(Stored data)
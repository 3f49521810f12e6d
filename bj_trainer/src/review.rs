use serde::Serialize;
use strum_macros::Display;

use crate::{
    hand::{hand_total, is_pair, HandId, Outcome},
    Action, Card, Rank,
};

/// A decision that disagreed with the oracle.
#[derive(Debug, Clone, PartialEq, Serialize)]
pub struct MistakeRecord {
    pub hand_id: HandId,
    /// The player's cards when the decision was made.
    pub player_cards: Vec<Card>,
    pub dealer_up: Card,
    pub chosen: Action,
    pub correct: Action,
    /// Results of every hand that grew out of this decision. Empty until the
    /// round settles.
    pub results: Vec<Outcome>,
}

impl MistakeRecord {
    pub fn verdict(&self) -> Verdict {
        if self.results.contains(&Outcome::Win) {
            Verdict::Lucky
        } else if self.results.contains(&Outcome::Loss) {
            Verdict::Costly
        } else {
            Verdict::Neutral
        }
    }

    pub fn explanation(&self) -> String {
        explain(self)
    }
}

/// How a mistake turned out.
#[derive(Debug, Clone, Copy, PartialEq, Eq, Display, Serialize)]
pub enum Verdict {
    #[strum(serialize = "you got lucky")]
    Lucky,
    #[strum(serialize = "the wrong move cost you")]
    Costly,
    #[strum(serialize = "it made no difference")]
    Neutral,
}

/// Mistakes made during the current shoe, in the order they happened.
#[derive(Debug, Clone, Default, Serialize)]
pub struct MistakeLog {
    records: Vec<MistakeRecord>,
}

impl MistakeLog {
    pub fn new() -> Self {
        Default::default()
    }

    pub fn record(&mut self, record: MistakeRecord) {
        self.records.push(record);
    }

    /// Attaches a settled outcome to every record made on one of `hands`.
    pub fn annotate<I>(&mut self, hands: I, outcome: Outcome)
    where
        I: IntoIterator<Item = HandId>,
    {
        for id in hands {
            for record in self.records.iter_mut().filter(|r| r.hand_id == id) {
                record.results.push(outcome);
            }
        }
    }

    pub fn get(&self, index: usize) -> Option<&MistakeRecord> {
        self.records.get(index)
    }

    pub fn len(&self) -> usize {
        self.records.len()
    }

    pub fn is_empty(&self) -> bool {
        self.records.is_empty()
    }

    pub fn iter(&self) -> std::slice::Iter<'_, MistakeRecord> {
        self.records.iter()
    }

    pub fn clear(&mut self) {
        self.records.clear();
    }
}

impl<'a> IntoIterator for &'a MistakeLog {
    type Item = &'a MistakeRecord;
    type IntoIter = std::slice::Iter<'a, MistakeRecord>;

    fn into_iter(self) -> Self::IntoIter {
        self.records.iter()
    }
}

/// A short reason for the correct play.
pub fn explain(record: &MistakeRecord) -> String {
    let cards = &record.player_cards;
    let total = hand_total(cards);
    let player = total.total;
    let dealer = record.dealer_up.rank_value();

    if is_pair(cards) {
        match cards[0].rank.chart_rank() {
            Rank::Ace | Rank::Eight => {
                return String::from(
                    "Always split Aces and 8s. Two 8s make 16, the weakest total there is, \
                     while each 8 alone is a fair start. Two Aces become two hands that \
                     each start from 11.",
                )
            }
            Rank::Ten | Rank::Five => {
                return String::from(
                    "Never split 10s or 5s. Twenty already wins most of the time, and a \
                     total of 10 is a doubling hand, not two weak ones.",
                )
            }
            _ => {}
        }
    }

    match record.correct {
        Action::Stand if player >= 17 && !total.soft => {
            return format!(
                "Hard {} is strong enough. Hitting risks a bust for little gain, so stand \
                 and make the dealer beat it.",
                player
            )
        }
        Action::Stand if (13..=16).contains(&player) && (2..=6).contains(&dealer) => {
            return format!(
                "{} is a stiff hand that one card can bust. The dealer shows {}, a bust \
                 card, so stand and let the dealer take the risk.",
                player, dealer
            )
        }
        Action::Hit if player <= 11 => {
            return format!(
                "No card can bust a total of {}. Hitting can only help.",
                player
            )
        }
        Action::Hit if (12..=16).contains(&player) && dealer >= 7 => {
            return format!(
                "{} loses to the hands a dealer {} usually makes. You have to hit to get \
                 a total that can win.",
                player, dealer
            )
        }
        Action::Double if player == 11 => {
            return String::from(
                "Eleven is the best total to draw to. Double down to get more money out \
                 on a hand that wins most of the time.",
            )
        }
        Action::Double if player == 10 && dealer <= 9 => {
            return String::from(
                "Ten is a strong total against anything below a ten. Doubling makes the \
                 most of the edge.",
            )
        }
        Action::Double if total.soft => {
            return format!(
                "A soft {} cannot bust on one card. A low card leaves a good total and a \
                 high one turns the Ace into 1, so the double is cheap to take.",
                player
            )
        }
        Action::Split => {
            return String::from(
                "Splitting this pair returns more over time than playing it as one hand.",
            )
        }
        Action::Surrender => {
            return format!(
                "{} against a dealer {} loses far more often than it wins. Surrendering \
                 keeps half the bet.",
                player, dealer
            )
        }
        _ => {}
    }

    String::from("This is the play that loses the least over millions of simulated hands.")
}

==

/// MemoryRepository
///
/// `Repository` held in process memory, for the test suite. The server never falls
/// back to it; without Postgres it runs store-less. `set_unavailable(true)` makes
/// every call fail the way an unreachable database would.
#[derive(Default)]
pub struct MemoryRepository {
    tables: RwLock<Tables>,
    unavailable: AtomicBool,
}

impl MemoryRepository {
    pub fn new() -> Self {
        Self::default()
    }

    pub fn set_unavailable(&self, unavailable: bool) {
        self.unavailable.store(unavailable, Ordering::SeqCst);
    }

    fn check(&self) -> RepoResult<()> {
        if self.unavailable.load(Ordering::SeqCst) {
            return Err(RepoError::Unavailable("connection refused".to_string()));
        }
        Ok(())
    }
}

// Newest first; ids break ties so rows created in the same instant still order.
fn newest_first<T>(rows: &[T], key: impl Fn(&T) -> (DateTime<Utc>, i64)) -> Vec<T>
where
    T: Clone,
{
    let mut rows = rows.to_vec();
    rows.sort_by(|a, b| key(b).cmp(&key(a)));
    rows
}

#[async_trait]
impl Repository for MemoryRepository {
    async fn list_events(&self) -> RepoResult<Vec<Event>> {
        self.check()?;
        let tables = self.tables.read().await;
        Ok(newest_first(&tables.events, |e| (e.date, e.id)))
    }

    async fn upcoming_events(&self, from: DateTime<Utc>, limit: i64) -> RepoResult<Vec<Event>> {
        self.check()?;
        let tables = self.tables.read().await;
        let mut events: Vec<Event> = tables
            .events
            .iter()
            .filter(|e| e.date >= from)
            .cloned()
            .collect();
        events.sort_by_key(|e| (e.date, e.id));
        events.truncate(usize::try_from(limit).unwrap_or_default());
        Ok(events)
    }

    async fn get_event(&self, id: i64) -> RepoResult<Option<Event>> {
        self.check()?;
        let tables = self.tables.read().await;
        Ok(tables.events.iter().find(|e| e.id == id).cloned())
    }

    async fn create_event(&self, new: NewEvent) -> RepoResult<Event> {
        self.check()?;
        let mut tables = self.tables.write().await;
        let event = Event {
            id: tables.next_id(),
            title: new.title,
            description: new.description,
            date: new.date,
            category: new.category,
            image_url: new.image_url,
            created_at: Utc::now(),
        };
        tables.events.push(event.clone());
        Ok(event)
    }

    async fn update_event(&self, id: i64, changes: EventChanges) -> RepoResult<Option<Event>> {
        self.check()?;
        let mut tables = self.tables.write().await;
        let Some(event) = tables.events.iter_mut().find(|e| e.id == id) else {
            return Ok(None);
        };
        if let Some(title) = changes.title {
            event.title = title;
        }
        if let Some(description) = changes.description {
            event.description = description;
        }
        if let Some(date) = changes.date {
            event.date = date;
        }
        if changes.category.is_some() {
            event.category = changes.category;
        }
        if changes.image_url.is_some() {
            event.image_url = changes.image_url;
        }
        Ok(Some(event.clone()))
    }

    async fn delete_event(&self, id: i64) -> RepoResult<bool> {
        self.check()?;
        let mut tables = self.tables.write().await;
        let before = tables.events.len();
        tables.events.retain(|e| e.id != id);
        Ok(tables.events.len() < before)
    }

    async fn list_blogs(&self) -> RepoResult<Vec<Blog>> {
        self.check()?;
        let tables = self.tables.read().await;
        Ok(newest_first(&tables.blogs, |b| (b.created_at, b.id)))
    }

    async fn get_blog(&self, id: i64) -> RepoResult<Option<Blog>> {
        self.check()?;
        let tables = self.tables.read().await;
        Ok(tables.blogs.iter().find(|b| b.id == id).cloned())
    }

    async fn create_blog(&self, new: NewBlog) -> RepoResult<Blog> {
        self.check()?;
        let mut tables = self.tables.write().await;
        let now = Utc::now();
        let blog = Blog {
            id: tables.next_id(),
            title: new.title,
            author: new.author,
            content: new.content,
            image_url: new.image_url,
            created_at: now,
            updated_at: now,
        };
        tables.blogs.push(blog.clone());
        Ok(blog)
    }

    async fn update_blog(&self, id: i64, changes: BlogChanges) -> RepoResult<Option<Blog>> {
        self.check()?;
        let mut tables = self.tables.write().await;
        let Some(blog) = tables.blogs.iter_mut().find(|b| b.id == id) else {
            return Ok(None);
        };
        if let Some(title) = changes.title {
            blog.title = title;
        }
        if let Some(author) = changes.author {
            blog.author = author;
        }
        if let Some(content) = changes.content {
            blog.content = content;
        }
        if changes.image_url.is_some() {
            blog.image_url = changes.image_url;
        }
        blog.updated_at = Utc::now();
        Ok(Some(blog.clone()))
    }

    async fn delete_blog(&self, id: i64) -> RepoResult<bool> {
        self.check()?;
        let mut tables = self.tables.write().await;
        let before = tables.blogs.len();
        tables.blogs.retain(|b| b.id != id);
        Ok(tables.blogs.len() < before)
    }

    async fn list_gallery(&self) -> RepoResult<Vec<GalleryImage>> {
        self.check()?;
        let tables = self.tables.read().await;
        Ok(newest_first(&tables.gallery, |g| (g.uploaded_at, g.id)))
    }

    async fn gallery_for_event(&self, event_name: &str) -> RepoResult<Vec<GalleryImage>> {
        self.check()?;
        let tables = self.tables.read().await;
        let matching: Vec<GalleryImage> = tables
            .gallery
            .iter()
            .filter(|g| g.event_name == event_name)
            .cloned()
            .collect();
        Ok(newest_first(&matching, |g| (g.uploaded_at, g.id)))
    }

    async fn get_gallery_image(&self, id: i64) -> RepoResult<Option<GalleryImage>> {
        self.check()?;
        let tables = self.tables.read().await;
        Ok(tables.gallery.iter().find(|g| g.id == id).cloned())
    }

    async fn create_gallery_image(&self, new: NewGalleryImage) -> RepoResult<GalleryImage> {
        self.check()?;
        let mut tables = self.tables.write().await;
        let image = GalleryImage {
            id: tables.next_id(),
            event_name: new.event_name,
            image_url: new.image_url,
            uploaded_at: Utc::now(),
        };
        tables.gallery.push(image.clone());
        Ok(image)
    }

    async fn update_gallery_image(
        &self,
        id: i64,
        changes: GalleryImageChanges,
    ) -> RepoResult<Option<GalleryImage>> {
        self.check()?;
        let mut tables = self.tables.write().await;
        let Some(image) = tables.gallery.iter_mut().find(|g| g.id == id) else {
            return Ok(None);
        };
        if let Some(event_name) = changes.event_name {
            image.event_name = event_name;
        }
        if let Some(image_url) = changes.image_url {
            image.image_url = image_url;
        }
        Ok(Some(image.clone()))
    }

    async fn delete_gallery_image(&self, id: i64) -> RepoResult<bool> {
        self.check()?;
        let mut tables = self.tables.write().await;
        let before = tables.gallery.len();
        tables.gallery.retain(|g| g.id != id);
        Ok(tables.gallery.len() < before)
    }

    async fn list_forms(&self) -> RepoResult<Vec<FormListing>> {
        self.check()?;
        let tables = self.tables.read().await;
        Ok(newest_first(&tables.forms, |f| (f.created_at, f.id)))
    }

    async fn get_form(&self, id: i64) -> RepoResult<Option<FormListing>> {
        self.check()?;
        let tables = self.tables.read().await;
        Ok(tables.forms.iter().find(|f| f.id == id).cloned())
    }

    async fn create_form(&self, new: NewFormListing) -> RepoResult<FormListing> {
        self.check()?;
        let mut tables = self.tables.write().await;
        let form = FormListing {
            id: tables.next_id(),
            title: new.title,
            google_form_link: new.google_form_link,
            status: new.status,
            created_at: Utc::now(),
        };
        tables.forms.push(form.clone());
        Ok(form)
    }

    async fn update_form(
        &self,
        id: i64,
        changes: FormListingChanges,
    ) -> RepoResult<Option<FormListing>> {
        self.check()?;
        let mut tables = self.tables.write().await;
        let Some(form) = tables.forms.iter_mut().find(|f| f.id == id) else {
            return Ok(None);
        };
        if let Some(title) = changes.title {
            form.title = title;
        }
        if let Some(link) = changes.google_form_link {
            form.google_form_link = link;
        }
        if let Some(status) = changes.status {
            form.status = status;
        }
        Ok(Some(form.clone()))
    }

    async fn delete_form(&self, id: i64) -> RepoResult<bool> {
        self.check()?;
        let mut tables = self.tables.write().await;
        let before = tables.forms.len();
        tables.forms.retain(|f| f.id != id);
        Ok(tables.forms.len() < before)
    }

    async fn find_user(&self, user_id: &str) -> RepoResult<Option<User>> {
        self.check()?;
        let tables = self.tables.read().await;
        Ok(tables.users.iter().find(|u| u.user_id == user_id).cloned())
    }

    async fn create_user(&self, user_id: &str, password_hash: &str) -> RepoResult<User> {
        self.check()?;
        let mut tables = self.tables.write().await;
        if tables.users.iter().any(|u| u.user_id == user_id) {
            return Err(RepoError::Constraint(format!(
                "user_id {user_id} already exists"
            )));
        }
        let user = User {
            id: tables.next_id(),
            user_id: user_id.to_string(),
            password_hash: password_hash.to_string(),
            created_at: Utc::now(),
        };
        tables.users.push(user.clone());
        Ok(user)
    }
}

* * *

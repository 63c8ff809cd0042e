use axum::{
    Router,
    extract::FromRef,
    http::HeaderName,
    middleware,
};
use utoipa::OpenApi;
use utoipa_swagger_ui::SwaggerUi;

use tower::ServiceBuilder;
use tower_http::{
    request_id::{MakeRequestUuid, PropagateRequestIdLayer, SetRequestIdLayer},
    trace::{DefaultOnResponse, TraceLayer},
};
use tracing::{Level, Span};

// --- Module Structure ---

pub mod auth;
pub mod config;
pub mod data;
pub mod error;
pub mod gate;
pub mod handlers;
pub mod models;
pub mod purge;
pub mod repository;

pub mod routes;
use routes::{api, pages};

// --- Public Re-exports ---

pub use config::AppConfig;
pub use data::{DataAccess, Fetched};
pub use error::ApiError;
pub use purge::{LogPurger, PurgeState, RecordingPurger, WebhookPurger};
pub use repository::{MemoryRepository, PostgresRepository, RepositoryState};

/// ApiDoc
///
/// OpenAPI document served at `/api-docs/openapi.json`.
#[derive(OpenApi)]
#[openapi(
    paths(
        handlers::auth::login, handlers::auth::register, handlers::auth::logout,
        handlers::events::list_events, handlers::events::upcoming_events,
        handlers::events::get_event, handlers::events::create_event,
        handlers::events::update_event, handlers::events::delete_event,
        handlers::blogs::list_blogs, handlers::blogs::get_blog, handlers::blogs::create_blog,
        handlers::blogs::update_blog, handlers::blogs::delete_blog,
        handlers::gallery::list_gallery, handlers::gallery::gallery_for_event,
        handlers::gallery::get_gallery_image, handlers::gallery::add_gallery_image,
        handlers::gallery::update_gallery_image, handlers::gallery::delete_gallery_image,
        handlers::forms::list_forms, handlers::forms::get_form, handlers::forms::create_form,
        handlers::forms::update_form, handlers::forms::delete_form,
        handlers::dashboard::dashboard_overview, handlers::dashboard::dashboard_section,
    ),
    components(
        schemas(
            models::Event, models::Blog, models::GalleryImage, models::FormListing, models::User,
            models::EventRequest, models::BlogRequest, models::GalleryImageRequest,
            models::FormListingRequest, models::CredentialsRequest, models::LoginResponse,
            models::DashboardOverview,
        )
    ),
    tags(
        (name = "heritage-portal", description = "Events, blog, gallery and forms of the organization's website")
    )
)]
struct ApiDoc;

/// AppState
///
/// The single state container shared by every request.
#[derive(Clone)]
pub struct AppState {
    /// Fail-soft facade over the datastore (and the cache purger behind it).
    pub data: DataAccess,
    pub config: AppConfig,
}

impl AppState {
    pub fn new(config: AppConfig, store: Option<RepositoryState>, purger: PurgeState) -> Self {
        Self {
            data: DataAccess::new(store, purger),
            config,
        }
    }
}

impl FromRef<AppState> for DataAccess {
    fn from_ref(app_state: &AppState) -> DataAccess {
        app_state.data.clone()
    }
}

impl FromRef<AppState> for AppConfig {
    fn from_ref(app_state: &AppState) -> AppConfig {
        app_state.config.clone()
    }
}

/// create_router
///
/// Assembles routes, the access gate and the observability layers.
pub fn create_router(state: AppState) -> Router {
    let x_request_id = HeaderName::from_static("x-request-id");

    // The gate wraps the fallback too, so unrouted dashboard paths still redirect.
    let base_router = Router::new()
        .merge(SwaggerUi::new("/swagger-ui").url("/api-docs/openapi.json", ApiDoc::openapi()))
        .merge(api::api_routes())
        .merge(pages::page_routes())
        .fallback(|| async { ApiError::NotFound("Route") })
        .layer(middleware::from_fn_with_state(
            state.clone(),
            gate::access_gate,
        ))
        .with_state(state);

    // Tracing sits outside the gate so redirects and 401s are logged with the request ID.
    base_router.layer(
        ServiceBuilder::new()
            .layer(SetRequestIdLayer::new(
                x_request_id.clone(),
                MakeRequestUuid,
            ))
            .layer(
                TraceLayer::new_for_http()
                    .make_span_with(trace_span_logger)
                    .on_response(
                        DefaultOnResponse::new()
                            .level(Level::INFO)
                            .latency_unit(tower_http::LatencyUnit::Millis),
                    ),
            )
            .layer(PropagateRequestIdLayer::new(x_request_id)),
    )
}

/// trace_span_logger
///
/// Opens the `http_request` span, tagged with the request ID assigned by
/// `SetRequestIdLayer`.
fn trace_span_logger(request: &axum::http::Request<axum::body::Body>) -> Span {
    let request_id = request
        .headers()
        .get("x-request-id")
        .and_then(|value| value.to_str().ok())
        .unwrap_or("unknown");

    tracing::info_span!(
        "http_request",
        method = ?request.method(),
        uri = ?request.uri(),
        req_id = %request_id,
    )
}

Required work: Look over the entries for "ApiDoc", then copy every line that includes that string.

Reply:
/// ApiDoc
struct ApiDoc;
        .merge(SwaggerUi::new("/swagger-ui").url("/api-docs/openapi.json", ApiDoc::openapi()))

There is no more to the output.